Gorlin syndrome and bilateral ovarian fibroma

• Published in: International journal of surgery case reports Vol. 3; no. 9; pp. 477 - 480
• Main Authors: Pirschner, Fernanda, Bastos, Pollyana Marçal, Contarato, George Luiz, Bimbato, Anna Carolina Bon Lima, Filho, Antônio Chambô
• Format: Journal Article
• Language: English
• Published: Netherlands Elsevier Ltd 01.01.2012; Elsevier
• Subjects: Gorlin–Goltz syndrome; Keratocysts; Nevoid basal cell carcinoma syndrome; Ovarian fibroma; Surgery; Ovarian fibroma; Gorlin–Goltz syndrome; Keratocysts; Nevoid basal cell carcinoma syndrome
• ISSN: 2210-2612; 2210-2612
• DOI: 10.1016/j.ijscr.2012.05.015

Abstract INTRODUCTION Gorlin syndrome (GS), also known as nevoid basal cell carcinoma syndrome (NBCCS), is a rare hereditary, autosomal dominant disease that affects various systems.
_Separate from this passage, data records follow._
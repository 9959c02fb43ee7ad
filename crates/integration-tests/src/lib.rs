//! Integration tests for GoMarketplace.
//!
//! # Running Tests
//!
//! ```bash
//! cargo test -p go-marketplace-integration-tests
//! ```
//!
//! # Test Categories
//!
//! - `cart_persistence` - Restart/reload against memory and file backends
//! - `cart_scenarios` - End-to-end operation sequences and the scoped accessor
//!
//! Shared fixtures live here so each test file stays focused on behavior.

use go_marketplace_core::{Price, ProductDescriptor, ProductId};

/// A product with a predictable title and price.
#[must_use]
pub fn product(id: &str) -> ProductDescriptor {
    ProductDescriptor::new(
        id,
        format!("Product {id}"),
        format!("https://cdn.example/{id}.png"),
        Price::from_cents(1000),
    )
}

/// Shorthand for a product ID.
#[must_use]
pub fn pid(id: &str) -> ProductId {
    ProductId::new(id)
}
Its prevalence is estimated at 1/57,000 to 1/256,000 of the population. It is characterized by basal cell carcinomas, multiple odontogenic keratocysts, skeletal abnormalities and ovarian fibroma, among other disorders. PRESENTATION OF CASE To report the case of a young patient with Gorlin syndrome and bilateral ovarian fibroma. DISCUSSION A 20-year old patient with Gorlin syndrome presented with facial asymmetry, broad nasal root, dental abnormalities, micrognathism, convergent strabismus, multiple pigmented lesions on the trunk and face, pectus excavatum, kyphoscoliosis and a palpable mass in the abdomen occupying the entire pelvic region. CONCLUSION Gorlin–Goltz syndrome is a hereditary pathology that includes numerous clinical manifestations. Diagnosis is clinical and genetic confirmation is unnecessary.